The Fowler College of Business is one of seven academic colleges at San Diego State University (SDSU), located in San Diego, California, United States. The college offers both undergraduate and graduate degrees. On October 26, 2016 the university announced that the college was named the Fowler College of Business in honor of Ron Fowler, co-owner and executive chairman of the San Diego Padres, and his wife Alexis, who is a graduate of the college's Charles W. Lamden School of Accountancy. The couple had pledged a $25 million endowment to the college - the largest gift in the university's 119-year history.

History

The Fowler College of Business was founded in 1955 by Dr. Charles W. Lamden who served as  the college's first dean. The college was first accredited by the Association to Advance Collegiate Schools of Business (AACSB) in 1959 and was one of the first in the state of California to achieve this designation (third public university, sixth overall).

The Charles W. Lamden School of Accountancy was established with a $10 million gift from the Lamden family in 2008.

Campus
Many of the classes, as well as some of the faculty and staff offices for the Fowler College of Business, reside in the Education and Business Administration building on the east side of the SDSU campus.

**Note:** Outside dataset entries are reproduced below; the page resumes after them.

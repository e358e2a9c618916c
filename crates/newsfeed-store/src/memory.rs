//! In-memory Store Backend
//!
//! A process-local implementation of [`StoreConnection`] backed by ordinary
//! maps. It exists for two reasons:
//!
//! - **Development**: run the whole server without AWS credentials
//!   (`NEWSFEED_USE_MEMORY_STORE=1`).
//! - **Tests**: exercise the data access layer against real conditional-write
//!   and range-query semantics without network I/O.
//!
//! Partitions are keyed by their string partition value; within a partition,
//! items live in a `BTreeMap` keyed by the binary range key so range scans
//! come back in lexicographic (= chronological) order. Tables without a
//! range key store their single item under an empty key.
//!
//! Tables must be registered up front with [`MemoryStore::create_table`],
//! mirroring how the real store requires its schema to exist.

use std::collections::{BTreeMap, HashMap};
use std::sync::Arc;

use async_trait::async_trait;
use parking_lot::Mutex;

use crate::conn::{Guard, Item, RangeCond, StoreConnection, UpdateOutcome, Value, WriteOutcome};
use crate::error::ConnError;
use crate::pool::ConnectionFactory;

#[derive(Debug, Clone, Copy)]
struct KeySchema {
    partition: &'static str,
    sort: Option<&'static str>,
}

#[derive(Default)]
struct Table {
    // partition key value -> range key bytes -> item
    partitions: HashMap<String, BTreeMap<Vec<u8>, Item>>,
}

/// Shared in-process tables. Connections are cheap handles onto this.
pub struct MemoryStore {
    schemas: Mutex<HashMap<String, KeySchema>>,
    tables: Mutex<HashMap<String, Table>>,
}

impl MemoryStore {
    pub fn new() -> Arc<Self> {
        Arc::new(Self {
            schemas: Mutex::new(HashMap::new()),
            tables: Mutex::new(HashMap::new()),
        })
    }

    /// Register a table and its key schema.
    pub fn create_table(&self, name: &str, partition: &'static str, sort: Option<&'static str>) {
        self.schemas
            .lock()
            .insert(name.to_string(), KeySchema { partition, sort });
        self.tables.lock().insert(name.to_string(), Table::default());
    }

    fn schema(&self, table: &str) -> Result<KeySchema, ConnError> {
        self.schemas
            .lock()
            .get(table)
            .copied()
            .ok_or_else(|| ConnError::fatal(format!("table not found: {table}")))
    }
}

fn partition_value(value: &Value) -> Result<String, ConnError> {
    value
        .as_s()
        .map(str::to_string)
        .ok_or_else(|| ConnError::fatal("partition key must be a string"))
}

fn item_keys(schema: &KeySchema, item: &Item) -> Result<(String, Vec<u8>), ConnError> {
    let partition = item
        .get(schema.partition)
        .and_then(Value::as_s)
        .ok_or_else(|| {
            ConnError::fatal(format!("item is missing partition key {}", schema.partition))
        })?
        .to_string();

    let sort = match schema.sort {
        Some(attr) => item
            .get(attr)
            .and_then(Value::as_b)
            .ok_or_else(|| ConnError::fatal(format!("item is missing range key {attr}")))?
            .to_vec(),
        None => Vec::new(),
    };

    Ok((partition, sort))
}

fn guard_passes(existing: Option<&Item>, guard: &Guard) -> bool {
    match guard {
        Guard::AttributeNotExists(attr) => match existing {
            Some(item) => !item.contains_key(*attr),
            None => true,
        },
        Guard::AttributeEquals(attr, expected) => match existing {
            Some(item) => item.get(*attr) == Some(expected),
            None => false,
        },
    }
}

/// One borrowed handle onto a [`MemoryStore`].
pub struct MemoryConnection {
    store: Arc<MemoryStore>,
}

impl MemoryConnection {
    pub fn new(store: Arc<MemoryStore>) -> Self {
        Self { store }
    }
}

#[async_trait]
impl StoreConnection for MemoryConnection {
    async fn get_item(
        &self,
        table: &str,
        key: (&'static str, Value),
        attrs: &[&'static str],
    ) -> Result<Option<Item>, ConnError> {
        let schema = self.store.schema(table)?;
        if key.0 != schema.partition {
            return Err(ConnError::fatal(format!(
                "{} is not the partition key of {table}",
                key.0
            )));
        }
        let partition = partition_value(&key.1)?;

        let tables = self.store.tables.lock();
        let item = tables
            .get(table)
            .and_then(|t| t.partitions.get(&partition))
            .and_then(|p| p.get(&Vec::new()))
            .map(|item| {
                item.iter()
                    .filter(|(attr, _)| {
                        attrs.is_empty() || attrs.iter().any(|wanted| *wanted == attr.as_str())
                    })
                    .map(|(attr, value)| (attr.clone(), value.clone()))
                    .collect()
            });

        Ok(item)
    }

    async fn put_item(
        &self,
        table: &str,
        item: Item,
        guard: Option<Guard>,
    ) -> Result<WriteOutcome, ConnError> {
        let schema = self.store.schema(table)?;
        let (partition, sort) = item_keys(&schema, &item)?;

        let mut tables = self.store.tables.lock();
        let slot = tables
            .get_mut(table)
            .ok_or_else(|| ConnError::fatal(format!("table not found: {table}")))?
            .partitions
            .entry(partition)
            .or_default();

        if let Some(guard) = &guard {
            if !guard_passes(slot.get(&sort), guard) {
                return Ok(WriteOutcome::ConditionFailed);
            }
        }

        slot.insert(sort, item);
        Ok(WriteOutcome::Applied)
    }

    async fn update_item(
        &self,
        table: &str,
        key: (&'static str, Value),
        assignments: Item,
        guard: Option<Guard>,
    ) -> Result<UpdateOutcome, ConnError> {
        let schema = self.store.schema(table)?;
        let partition = partition_value(&key.1)?;

        let mut tables = self.store.tables.lock();
        let slot = tables
            .get_mut(table)
            .ok_or_else(|| ConnError::fatal(format!("table not found: {table}")))?
            .partitions
            .entry(partition.clone())
            .or_default();

        let existing = slot.get(&Vec::new());
        if let Some(guard) = &guard {
            if !guard_passes(existing, guard) {
                return Ok(UpdateOutcome::ConditionFailed);
            }
        }

        // Updating a missing item creates it, as the real store does.
        let mut updated = existing.cloned().unwrap_or_else(|| {
            let mut fresh = Item::new();
            fresh.insert(key.0.to_string(), key.1.clone());
            fresh
        });

        let mut old = Item::new();
        for (attr, value) in assignments {
            if let Some(previous) = updated.insert(attr.clone(), value) {
                old.insert(attr, previous);
            }
        }

        slot.insert(Vec::new(), updated);
        Ok(UpdateOutcome::Applied { old })
    }

    async fn query(
        &self,
        table: &str,
        partition: (&'static str, Value),
        range: (&'static str, RangeCond),
    ) -> Result<Vec<Item>, ConnError> {
        let schema = self.store.schema(table)?;
        if schema.sort != Some(range.0) {
            return Err(ConnError::fatal(format!(
                "{} is not the range key of {table}",
                range.0
            )));
        }
        let partition = partition_value(&partition.1)?;

        let tables = self.store.tables.lock();
        let Some(rows) = tables.get(table).and_then(|t| t.partitions.get(&partition)) else {
            return Ok(Vec::new());
        };

        let items = match &range.1 {
            RangeCond::Below(bound) => rows
                .range(..bound.clone())
                .map(|(_, item)| item.clone())
                .collect(),
            RangeCond::AtLeast(bound) => rows
                .range(bound.clone()..)
                .map(|(_, item)| item.clone())
                .collect(),
        };

        Ok(items)
    }

    async fn batch_delete(&self, table: &str, keys: Vec<Item>) -> Result<usize, ConnError> {
        let schema = self.store.schema(table)?;

        let mut tables = self.store.tables.lock();
        let stored = tables
            .get_mut(table)
            .ok_or_else(|| ConnError::fatal(format!("table not found: {table}")))?;

        for key in keys {
            let (partition, sort) = item_keys(&schema, &key)?;
            if let Some(rows) = stored.partitions.get_mut(&partition) {
                rows.remove(&sort);
            }
        }

        Ok(0)
    }
}

/// Builds [`MemoryConnection`] handles for the pool.
pub struct MemoryFactory {
    store: Arc<MemoryStore>,
}

impl MemoryFactory {
    pub fn new(store: Arc<MemoryStore>) -> Self {
        Self { store }
    }
}

impl ConnectionFactory for MemoryFactory {
    fn connect(&self) -> Box<dyn StoreConnection> {
        Box::new(MemoryConnection::new(self.store.clone()))
    }
}

#[cfg(test)]
mod tests {
    use super::*;

    const TABLE: &str = "news";
    const PK: &str = "topic";
    const SK: &str = "sk";

    fn store_with_news_table() -> Arc<MemoryStore> {
        let store = MemoryStore::new();
        store.create_table(TABLE, PK, Some(SK));
        store
    }

    fn news_item(topic: &str, sort: &[u8], body: &str) -> Item {
        let mut item = Item::new();
        item.insert(PK.to_string(), Value::S(topic.to_string()));
        item.insert(SK.to_string(), Value::B(sort.to_vec()));
        item.insert("news".to_string(), Value::S(body.to_string()));
        item
    }

    #[tokio::test]
    async fn test_conditional_put_rejects_duplicate_key() {
        let store = store_with_news_table();
        let conn = MemoryConnection::new(store);

        let first = conn
            .put_item(
                TABLE,
                news_item("sports", b"aaaa", "one"),
                Some(Guard::AttributeNotExists(PK)),
            )
            .await
            .unwrap();
        assert_eq!(first, WriteOutcome::Applied);

        let second = conn
            .put_item(
                TABLE,
                news_item("sports", b"aaaa", "two"),
                Some(Guard::AttributeNotExists(PK)),
            )
            .await
            .unwrap();
        assert_eq!(second, WriteOutcome::ConditionFailed);
    }

    #[tokio::test]
    async fn test_query_respects_bounds_and_order() {
        let store = store_with_news_table();
        let conn = MemoryConnection::new(store);

        for (sort, body) in [(b"c".as_slice(), "3"), (b"a", "1"), (b"b", "2")] {
            conn.put_item(TABLE, news_item("sports", sort, body), None)
                .await
                .unwrap();
        }

        let below = conn
            .query(
                TABLE,
                (PK, Value::S("sports".into())),
                (SK, RangeCond::Below(b"c".to_vec())),
            )
            .await
            .unwrap();
        let bodies: Vec<_> = below
            .iter()
            .map(|item| item.get("news").unwrap().as_s().unwrap())
            .collect();
        assert_eq!(bodies, vec!["1", "2"]);

        let at_least = conn
            .query(
                TABLE,
                (PK, Value::S("sports".into())),
                (SK, RangeCond::AtLeast(b"b".to_vec())),
            )
            .await
            .unwrap();
        assert_eq!(at_least.len(), 2);

        let other_topic = conn
            .query(
                TABLE,
                (PK, Value::S("politics".into())),
                (SK, RangeCond::AtLeast(Vec::new())),
            )
            .await
            .unwrap();
        assert!(other_topic.is_empty());
    }

    #[tokio::test]
    async fn test_update_returns_previous_values_and_honors_guard() {
        let store = MemoryStore::new();
        store.create_table("users", "user_id", None);
        let conn = MemoryConnection::new(store);

        let mut first = Item::new();
        first.insert("topic".to_string(), Value::S("sports".into()));
        let outcome = conn
            .update_item("users", ("user_id", Value::S("alice".into())), first, None)
            .await
            .unwrap();
        // Nothing to report the first time around.
        match outcome {
            UpdateOutcome::Applied { old } => assert!(old.is_empty()),
            other => panic!("unexpected outcome: {other:?}"),
        }

        let mut second = Item::new();
        second.insert("topic".to_string(), Value::S("politics".into()));
        let outcome = conn
            .update_item(
                "users",
                ("user_id", Value::S("alice".into())),
                second,
                Some(Guard::AttributeEquals("topic", Value::S("sports".into()))),
            )
            .await
            .unwrap();
        match outcome {
            UpdateOutcome::Applied { old } => {
                assert_eq!(old.get("topic"), Some(&Value::S("sports".into())));
            }
            other => panic!("unexpected outcome: {other:?}"),
        }

        let mut third = Item::new();
        third.insert("topic".to_string(), Value::S("weather".into()));
        let outcome = conn
            .update_item(
                "users",
                ("user_id", Value::S("alice".into())),
                third,
                Some(Guard::AttributeEquals("topic", Value::S("sports".into()))),
            )
            .await
            .unwrap();
        assert!(matches!(outcome, UpdateOutcome::ConditionFailed));
    }

    #[tokio::test]
    async fn test_batch_delete_removes_keys() {
        let store = store_with_news_table();
        let conn = MemoryConnection::new(store);

        for sort in [b"a", b"b", b"c"] {
            conn.put_item(TABLE, news_item("sports", sort, "x"), None)
                .await
                .unwrap();
        }

        let mut key = Item::new();
        key.insert(PK.to_string(), Value::S("sports".into()));
        key.insert(SK.to_string(), Value::B(b"b".to_vec()));
        let unprocessed = conn.batch_delete(TABLE, vec![key]).await.unwrap();
        assert_eq!(unprocessed, 0);

        let remaining = conn
            .query(
                TABLE,
                (PK, Value::S("sports".into())),
                (SK, RangeCond::AtLeast(Vec::new())),
            )
            .await
            .unwrap();
        assert_eq!(remaining.len(), 2);
    }

    #[tokio::test]
    async fn test_unknown_table_is_fatal() {
        let store = MemoryStore::new();
        let conn = MemoryConnection::new(store);

        let err = conn
            .get_item("missing", ("pk", Value::S("x".into())), &[])
            .await
            .unwrap_err();
        assert!(!err.retryable);
    }
}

The majority of the faculty and staff offices, dean’s office and department offices reside on the second and third floors of the Student Services East building.

Graduate programs

The college offers several graduate degree programs designed to prepare students for various positions in private, public and government organizations. These include the Master of Business Administration with ten different specializations (including finance, management, international business, and marketing), the Master of Science in Information Systems, the Master of Science in Financial and Tax Planning, and the Master of Science in Accountancy. Additionally, the college also offers one specialized graduate program, the Sports Business MBA. There is a 4-year joint JD–MBA offered for students attending the California Western School of Law and the first classes offered in the Master of Science in Cybersecurity Management will begin in the fall semester of 2020.

Centers and institutes

Aztec Consulting
Aztec Consulting taps into the skills of SDSU business seniors and MBA students to provide consulting to local small businesses on issues such as business plans, inventory management systems, marketing strategies and cost analysis surveys.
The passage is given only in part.